In Australia, their service sector is doing pretty well, manufacturing remains in contraction. Their CPI trended down in July but remains elevated. Finally, in New Zealand retail sales are still falling, as is employment.
Market sentiment has improved significantly this week and now sits firmly in neutral territory.
Highlights this week:
- The 7 day charts look like a 80/20 split of losers versus gainers. However most of the coins that lost ground were only down single digits.
- Our Buy-Sell ratio by order count remained in the normal range, however by Value, you were all net sellers this week.
- There was a big shift towards BTC sales with the data clearly showing that there was a surge of profit taking as BTC recovered to $65k USD.
- At the time of writing BTC was up 4% to end the week at NZD$101k (US$62k). SOL was somewhat better, up 8%. ETH and XRP were down 1% while BNB was down 8%.
- HOT was our best performing asset this week, up 20%.
- BNB was our worst performer, down 8% this week.
View all top gainers: Visit the top gainers page to find out more.
Highlights from the crypto space
The F13 filings on the BTC ETFs have been analysed. It looks like a quarter in volume, with the majority of holders being non-institutional.
A blockchain startup that is using blockchains to stop IP theft by AI’s has been valued at $2bn.
Traders have locked in over $350m in options that will mature just after the US election, effectively betting that the election will change prices with ⅔ riding the upwards bet. Watch out for volatility folks.
The Solana ETF was apparently blocked by the SEC because they are still pushing the ‘SOL is a security’ agenda.
Telegram’s CEO, Pavel Duruv was arrested in France as the platform was accused of not moderating illegal content. There are a lot of rumours swirling around focused on the motives. One thing is sure, Telegram’s native token, TON, took a beating.
Democratic presidential candidate Harris will apparently support measures to grow crypto. A potential 25% tax on unrealised gains, yeah not so good.
Binance is beefing up its compliance team and has no plans to IPO itself, instead planning for a 100 year business.

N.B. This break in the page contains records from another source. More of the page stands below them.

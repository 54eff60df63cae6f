pub mod detection;
pub mod env;
pub mod package_manager;
pub mod runner;

pub use detection::{detect_environment, Environment};
pub use env::ProcessEnv;
pub use package_manager::{Apt, Homebrew, PackageManager};
pub use runner::{CommandRunner, Invocation, SystemRunner};

#[cfg(test)]
pub use runner::CommandOutput;
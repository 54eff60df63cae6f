use std::path::{Path, PathBuf};

use serde::{Deserialize, Serialize};

/// User configuration. Every field has a default, so an absent or empty file
/// is valid.
#[derive(Debug, Clone, Default, PartialEq, Eq, Serialize, Deserialize)]
#[serde(default, deny_unknown_fields)]
pub struct SetupConfig {
    pub pyenv: PyenvConfig,
    pub picker: PickerConfig,
    pub demo: DemoConfig,
}

/// Where pyenv and its plugin are fetched from.
#[derive(Debug, Clone, PartialEq, Eq, Serialize, Deserialize)]
#[serde(default, deny_unknown_fields)]
pub struct PyenvConfig {
    pub repo: String,
    pub virtualenv_repo: String,
    /// Official bootstrap installer, piped into bash when Homebrew is absent.
    pub installer_url: String,
}

impl Default for PyenvConfig {
    fn default() -> Self {
        Self {
            repo: "https://github.com/pyenv/pyenv.git".to_string(),
            virtualenv_repo: "https://github.com/pyenv/pyenv-virtualenv.git".to_string(),
            installer_url: "https://pyenv.run".to_string(),
        }
    }
}

#[derive(Debug, Clone, PartialEq, Eq, Serialize, Deserialize)]
#[serde(default, deny_unknown_fields)]
pub struct PickerConfig {
    /// How many of the most recent versions to list.
    pub menu_size: usize,
}

impl Default for PickerConfig {
    fn default() -> Self {
        Self { menu_size: 15 }
    }
}

#[derive(Debug, Clone, PartialEq, Eq, Serialize, Deserialize)]
#[serde(default, deny_unknown_fields)]
pub struct DemoConfig {
    /// Relative paths are resolved against the home directory.
    pub dir: PathBuf,
    pub env_name: String,
}

impl Default for DemoConfig {
    fn default() -> Self {
        Self {
            dir: PathBuf::from("pyenv_virtualenv_demo"),
            env_name: "demo-env".to_string(),
        }
    }
}

impl DemoConfig {
    pub fn resolve_dir(&self, home: &Path) -> PathBuf {
        if self.dir.is_absolute() {
            self.dir.clone()
        } else {
            home.join(&self.dir)
        }
    }
}

/// A validation finding.
#[derive(Debug, Clone, PartialEq, Eq)]
pub enum ConfigMessage {
    Warning(String),
    Error(String),
}

impl SetupConfig {
    pub fn validate(&self) -> Vec<ConfigMessage> {
        let mut messages = Vec::new();

        for (key, url) in [
            ("pyenv.repo", &self.pyenv.repo),
            ("pyenv.virtualenv_repo", &self.pyenv.virtualenv_repo),
            ("pyenv.installer_url", &self.pyenv.installer_url),
        ] {
            if url.trim().is_empty() {
                messages.push(ConfigMessage::Error(format!("{} must not be empty", key)));
            }
        }

        match self.picker.menu_size {
            0 => messages.push(ConfigMessage::Error(
                "picker.menu_size must be at least 1".to_string(),
            )),
            n if n > 100 => messages.push(ConfigMessage::Warning(format!(
                "picker.menu_size = {} will print a very long menu",
                n
            ))),
            _ => {}
        }

        let name = &self.demo.env_name;
        if name.is_empty() {
            messages.push(ConfigMessage::Error(
                "demo.env_name must not be empty".to_string(),
            ));
        } else if name.chars().any(|c| c.is_whitespace() || c == '/') {
            messages.push(ConfigMessage::Error(format!(
                "demo.env_name '{}' must not contain whitespace or '/'",
                name
            )));
        }

        if self.demo.dir.as_os_str().is_empty() {
            messages.push(ConfigMessage::Error("demo.dir must not be empty".to_string()));
        }

        messages
    }
}
use cryptoki_sys::{CK_OBJECT_HANDLE, CK_SESSION_HANDLE, CK_SLOT_ID};
use thiserror::Error;

pub type BridgeResult<T> = Result<T, BridgeError>;

/// Errors raised by the session/object engine. Each variant corresponds to
/// one Cryptoki return code; the translation itself lives in the ABI crate.
#[derive(Debug, Error)]
pub enum BridgeError {
    #[error("library not initialized")]
    NotInitialized,
    #[error("library already initialized")]
    AlreadyInitialized,
    #[error("bad arguments")]
    ArgumentsBad,
    #[error("slot {0} is invalid")]
    SlotIdInvalid(CK_SLOT_ID),
    #[error("no token present in slot {0}")]
    TokenNotPresent(CK_SLOT_ID),
    #[error("session handle {0} is invalid")]
    SessionHandleInvalid(CK_SESSION_HANDLE),
    #[error("parallel sessions not supported")]
    ParallelNotSupported,
    #[error("object handle {0} is invalid")]
    ObjectHandleInvalid(CK_OBJECT_HANDLE),
    #[error("key handle {0} is invalid")]
    KeyHandleInvalid(CK_OBJECT_HANDLE),
    #[error("key type inconsistent with operation")]
    KeyTypeInconsistent,
    #[error("key does not permit this function")]
    KeyFunctionNotPermitted,
    #[error("mechanism invalid")]
    MechanismInvalid,
    #[error("mechanism parameters invalid")]
    MechanismParamInvalid,
    #[error("data length out of range")]
    DataLenRange,
    #[error("another operation is already active")]
    OperationActive,
    #[error("operation not initialized")]
    OperationNotInitialized,
    /// The required size is carried for the caller's length write-back;
    /// zero means the size is not known.
    #[error("buffer too small ({0} bytes required)")]
    BufferTooSmall(usize),
    #[error("attribute type invalid")]
    AttributeTypeInvalid,
    #[error("signature invalid")]
    SignatureInvalid,
    #[error("PIN incorrect")]
    PinIncorrect,
    #[error("general error: {0}")]
    General(String),
    #[error("function failed: {0}")]
    FunctionFailed(String),
    #[error("function not supported")]
    FunctionNotSupported,
}

impl BridgeError {
    pub fn general<E: std::fmt::Display>(err: E) -> Self {
        Self::General(err.to_string())
    }

    pub fn failed<E: std::fmt::Display>(err: E) -> Self {
        Self::FunctionFailed(err.to_string())
    }
}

We haven’t posted this one in a while, Charlie Bilello’s chart on YTD asset performance. So despite last month, BTC is still doing pretty well.

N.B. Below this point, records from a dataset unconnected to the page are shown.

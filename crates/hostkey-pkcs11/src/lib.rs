//! Cryptoki v2.40 C ABI over the HostKey engine.
//!
//! This crate owns the process-global library state and the `C_*` entry
//! points; every semantic decision is delegated to `hostkey-core`. The
//! platform integration registers its keystore with
//! [`register_host_keystore`] before the application calls
//! `C_Initialize`; without a registration the library falls back to the
//! in-memory soft keystore, which is what the test suite runs against.

#![allow(clippy::not_unsafe_ptr_arg_deref)]

use std::sync::Arc;

use cryptoki_sys::{
    CKF_OS_LOCKING_OK, CKR_ARGUMENTS_BAD, CKR_ATTRIBUTE_TYPE_INVALID, CKR_BUFFER_TOO_SMALL,
    CKR_CRYPTOKI_ALREADY_INITIALIZED, CKR_CRYPTOKI_NOT_INITIALIZED, CKR_DATA_LEN_RANGE,
    CKR_FUNCTION_FAILED, CKR_FUNCTION_NOT_SUPPORTED, CKR_GENERAL_ERROR,
    CKR_KEY_FUNCTION_NOT_PERMITTED, CKR_KEY_HANDLE_INVALID, CKR_KEY_TYPE_INCONSISTENT,
    CKR_MECHANISM_INVALID, CKR_MECHANISM_PARAM_INVALID, CKR_OBJECT_HANDLE_INVALID,
    CKR_OPERATION_ACTIVE, CKR_OPERATION_NOT_INITIALIZED, CKR_PIN_INCORRECT,
    CKR_SESSION_HANDLE_INVALID, CKR_SESSION_PARALLEL_NOT_SUPPORTED, CKR_SIGNATURE_INVALID,
    CKR_SLOT_ID_INVALID, CKR_TOKEN_NOT_PRESENT, CK_C_INITIALIZE_ARGS, CK_RV,
};
use hostkey_core::config::{current_program_name, FilePreferences};
use hostkey_core::soft::SoftKeystore;
use hostkey_core::{Bridge, BridgeConfig, BridgeError, BridgeResult, HostKeystore, Preferences};
use once_cell::sync::Lazy;
use parking_lot::RwLock;
use tracing::debug;

pub mod functions;
mod util;

pub use functions::C_GetFunctionList;

/// How the caller asked us to lock, per `CK_C_INITIALIZE_ARGS`. Internal
/// locking is always native; the selection is validated and recorded so
/// misuse (a partial callback set) is rejected the way the spec demands.
#[derive(Debug, Clone, Copy, PartialEq, Eq)]
pub enum LockingModel {
    SingleThreaded,
    Os,
    Callbacks,
}

struct LibraryState {
    bridge: Arc<Bridge>,
    locking: LockingModel,
}

static STATE: Lazy<RwLock<Option<LibraryState>>> = Lazy::new(|| RwLock::new(None));

static KEYSTORE: Lazy<RwLock<Option<Arc<dyn HostKeystore>>>> = Lazy::new(|| RwLock::new(None));
static PREFERENCES: Lazy<RwLock<Option<Arc<dyn Preferences>>>> = Lazy::new(|| RwLock::new(None));

/// Install the host keystore the next `C_Initialize` will bridge to.
/// Platform integrations call this from their load path.
pub fn register_host_keystore(keystore: Arc<dyn HostKeystore>) {
    *KEYSTORE.write() = Some(keystore);
}

/// Install a preference source, overriding the default preference file.
pub fn register_preferences(preferences: Arc<dyn Preferences>) {
    *PREFERENCES.write() = Some(preferences);
}

pub(crate) fn bridge() -> Result<Arc<Bridge>, CK_RV> {
    STATE
        .read()
        .as_ref()
        .map(|state| Arc::clone(&state.bridge))
        .ok_or(CKR_CRYPTOKI_NOT_INITIALIZED)
}

pub(crate) fn initialized() -> bool {
    STATE.read().is_some()
}

/// Decode the caller's locking arrangement. Supplying any mutex callback
/// means all four must be supplied.
fn locking_model(args: &CK_C_INITIALIZE_ARGS) -> BridgeResult<LockingModel> {
    if args.flags & CKF_OS_LOCKING_OK != 0 {
        return Ok(LockingModel::Os);
    }
    let supplied = [
        args.CreateMutex.is_some(),
        args.DestroyMutex.is_some(),
        args.LockMutex.is_some(),
        args.UnlockMutex.is_some(),
    ];
    if supplied.iter().any(|&s| s) {
        if supplied.iter().all(|&s| s) {
            Ok(LockingModel::Callbacks)
        } else {
            Err(BridgeError::ArgumentsBad)
        }
    } else {
        Ok(LockingModel::SingleThreaded)
    }
}

pub(crate) fn initialize(init_args: Option<&CK_C_INITIALIZE_ARGS>) -> BridgeResult<()> {
    let mut state = STATE.write();
    if state.is_some() {
        return Err(BridgeError::AlreadyInitialized);
    }

    let locking = match init_args {
        Some(args) => {
            if !args.pReserved.is_null() {
                return Err(BridgeError::ArgumentsBad);
            }
            locking_model(args)?
        }
        None => LockingModel::SingleThreaded,
    };
    debug!(?locking, "locking model selected");

    let preferences = PREFERENCES
        .read()
        .clone()
        .unwrap_or_else(|| Arc::new(FilePreferences::load_default()) as Arc<dyn Preferences>);
    let program = current_program_name();
    let config = BridgeConfig::resolve(preferences.as_ref(), &program);

    let keystore = KEYSTORE.read().clone().unwrap_or_else(|| {
        debug!("no host keystore registered, using the soft keystore");
        SoftKeystore::new() as Arc<dyn HostKeystore>
    });

    let bridge = Bridge::new(keystore, config);
    bridge.start();
    *state = Some(LibraryState { bridge, locking });
    Ok(())
}

pub(crate) fn finalize() -> BridgeResult<()> {
    let state = STATE.write().take().ok_or(BridgeError::NotInitialized)?;
    state.bridge.shutdown();
    Ok(())
}

/// The locking model recorded at initialize time, for diagnostics.
pub fn locking_model_in_effect() -> Option<LockingModel> {
    STATE.read().as_ref().map(|state| state.locking)
}

pub(crate) fn translate_error(err: &BridgeError) -> CK_RV {
    match err {
        BridgeError::NotInitialized => CKR_CRYPTOKI_NOT_INITIALIZED,
        BridgeError::AlreadyInitialized => CKR_CRYPTOKI_ALREADY_INITIALIZED,
        BridgeError::ArgumentsBad => CKR_ARGUMENTS_BAD,
        BridgeError::SlotIdInvalid(_) => CKR_SLOT_ID_INVALID,
        BridgeError::TokenNotPresent(_) => CKR_TOKEN_NOT_PRESENT,
        BridgeError::SessionHandleInvalid(_) => CKR_SESSION_HANDLE_INVALID,
        BridgeError::ParallelNotSupported => CKR_SESSION_PARALLEL_NOT_SUPPORTED,
        BridgeError::ObjectHandleInvalid(_) => CKR_OBJECT_HANDLE_INVALID,
        BridgeError::KeyHandleInvalid(_) => CKR_KEY_HANDLE_INVALID,
        BridgeError::KeyTypeInconsistent => CKR_KEY_TYPE_INCONSISTENT,
        BridgeError::KeyFunctionNotPermitted => CKR_KEY_FUNCTION_NOT_PERMITTED,
        BridgeError::MechanismInvalid => CKR_MECHANISM_INVALID,
        BridgeError::MechanismParamInvalid => CKR_MECHANISM_PARAM_INVALID,
        BridgeError::DataLenRange => CKR_DATA_LEN_RANGE,
        BridgeError::OperationActive => CKR_OPERATION_ACTIVE,
        BridgeError::OperationNotInitialized => CKR_OPERATION_NOT_INITIALIZED,
        BridgeError::BufferTooSmall(_) => CKR_BUFFER_TOO_SMALL,
        BridgeError::AttributeTypeInvalid => CKR_ATTRIBUTE_TYPE_INVALID,
        BridgeError::SignatureInvalid => CKR_SIGNATURE_INVALID,
        BridgeError::PinIncorrect => CKR_PIN_INCORRECT,
        BridgeError::General(_) => CKR_GENERAL_ERROR,
        BridgeError::FunctionFailed(_) => CKR_FUNCTION_FAILED,
        BridgeError::FunctionNotSupported => CKR_FUNCTION_NOT_SUPPORTED,
    }
}

pub(crate) fn rv_from<T>(result: BridgeResult<T>) -> CK_RV {
    match result {
        Ok(_) => cryptoki_sys::CKR_OK,
        Err(err) => translate_error(&err),
    }
}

The next Ethereum upgrade is scheduled for Q1 next year, called Pectra; here is a bit of an overview of what is coming.
Greyscale unveiled an AVAX investment trust.
Staying with Avalanche, Franklin Templeton announced it is expanding its tokenised Money Market Fund to that chain.
A Californian Judge has ruled that the coins offered on Kraken aren’t securities, this means the SEC has to prove they are, in court, using the Howey Test.
Justin Sun’s USDD stablecoin has lost its Bitcoin backing, and is only collateralized with TRX now. NFA advice, but run away, fast.
🌎 Macro news TLDR: …Oil on the rise
Following on from last week’s point about tanking commodities prices, it appears that the tit-for-tat trade wars between China and other nations means that China is starting to implement export controls on some very important metals, like Tungsten used in chips and military applications.
Israel’s conflict appears to be expanding as it is now engaged with Lebanon based Hezbollah. The Oil price is acting as a barometer for the increase in tensions.
U.S. economic news
The Bureau of Labour statistics revised down non-farm payrolls by over 800 000 jobs, the end result is that the jobs growth for the last year is at 1.9% which is still good, but this is down from 2.4%.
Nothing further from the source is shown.